X_train = train_data.drop(['label'], axis = 1)
y_train = train_data['label']
X_test = test_data.drop(['label'], axis = 1)
y_test = test_data['label']

In [3]:
# Creating and training the Random Forest model:

from sklearn.ensemble import RandomForestClassifier

model = RandomForestClassifier(n_estimators = 60, random_state = 42)
model.fit(X_train, y_train)

In [4]:
# Make predictions on test data:

y_pred = model.predict(X_test)
y_pred

array([0, 1, 1, ..., 1, 0, 1])

In [5]:
# Calculating model accuracy on test data:

from sklearn.metrics import accuracy_score
accuracy_score(y_test, y_pred)

0.9999150274036623

#### **Step 3: Optimize the previous model:**

In [6]:
from sklearn.model_selection import GridSearchCV
from sklearn.ensemble import RandomForestClassifier

# Define the grid of hyperparameters for search:

hyperparams = {
    "n_estimators": [50, 150],
    "max_depth": [None, 10],
    "min_samples_split": [5, 10],
    "min_samples_leaf": [1, 4],
    "max_features": ["sqrt", "log2"]
}

# Creating and training the Random Forest model:

model = RandomForestClassifier(random_state=42)

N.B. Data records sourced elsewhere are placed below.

use argon2::{
    password_hash::{PasswordHash, PasswordHasher, PasswordVerifier, SaltString},
    Argon2,
};
use rand::rngs::OsRng;

use crate::error::{Error, Result};

pub fn hash_password(plain: &str) -> Result<String> {
    let salt = SaltString::generate(&mut OsRng);
    let password_hash = Argon2::default()
        .hash_password(plain.as_bytes(), &salt)
        .map_err(|e| Error::Internal(format!("Failed to hash password: {}", e)))?
        .to_string();
    Ok(password_hash)
}

/// A malformed stored hash counts as a mismatch.
pub fn verify_password(plain: &str, hashed: &str) -> bool {
    let Ok(parsed_hash) = PasswordHash::new(hashed) else {
        tracing::warn!("stored password hash could not be parsed");
        return false;
    };
    Argon2::default()
        .verify_password(plain.as_bytes(), &parsed_hash)
        .is_ok()
}

#[cfg(test)]
mod tests {
    use super::*;

    #[test]
    fn hash_then_verify() {
        let hashed = hash_password("correct horse").unwrap();
        assert_ne!(hashed, "correct horse");
        assert!(verify_password("correct horse", &hashed));
        assert!(!verify_password("battery staple", &hashed));
    }

    #[test]
    fn garbage_hash_never_verifies() {
        assert!(!verify_password("anything", "not-a-phc-string"));
    }
}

# Performing hyperparameter search using GridSearchCV:

grid = GridSearchCV(model, hyperparams, scoring="accuracy", cv=5)
grid.fit(X_train, y_train)

# Print the best hyperparameters from search:

print(f"The best parameters are: {grid.best_params_}")

The best parameters are: {'max_depth': None, 'max_features': 'sqrt', 'min_samples_leaf': 1, 'min_samples_split': 5, 'n_estimators': 50}


In [7]:
# Retrain model with best hyperparameters:

model_grid = RandomForestClassifier(max_depth = None, max_features = 'sqrt', min_samples_leaf = 1, min_samples_split = 5, n_estimators = 50, random_state = 42)
model_grid.fit(X_train, y_train)

In [8]:
y_pred = model_grid.predict(X_test)
y_pred

array([0, 1, 1, ..., 1, 0, 1])

In [9]:
# Calculating model accuracy on retrained model:

accuracy_score(y_test, y_pred)

0.9999150274036623

**Conclusions:**
- The optimization step did not improve the results, as the accuracy score of the previous model was already high (**0.9999150274036623**).

#### **Step 4: Save the model:**

In [10]:
from pickle import dump

dump(model, open("/workspaces/proyecto-final-Phishing-URL/models/ranfor_classifier_42.sav", "wb"))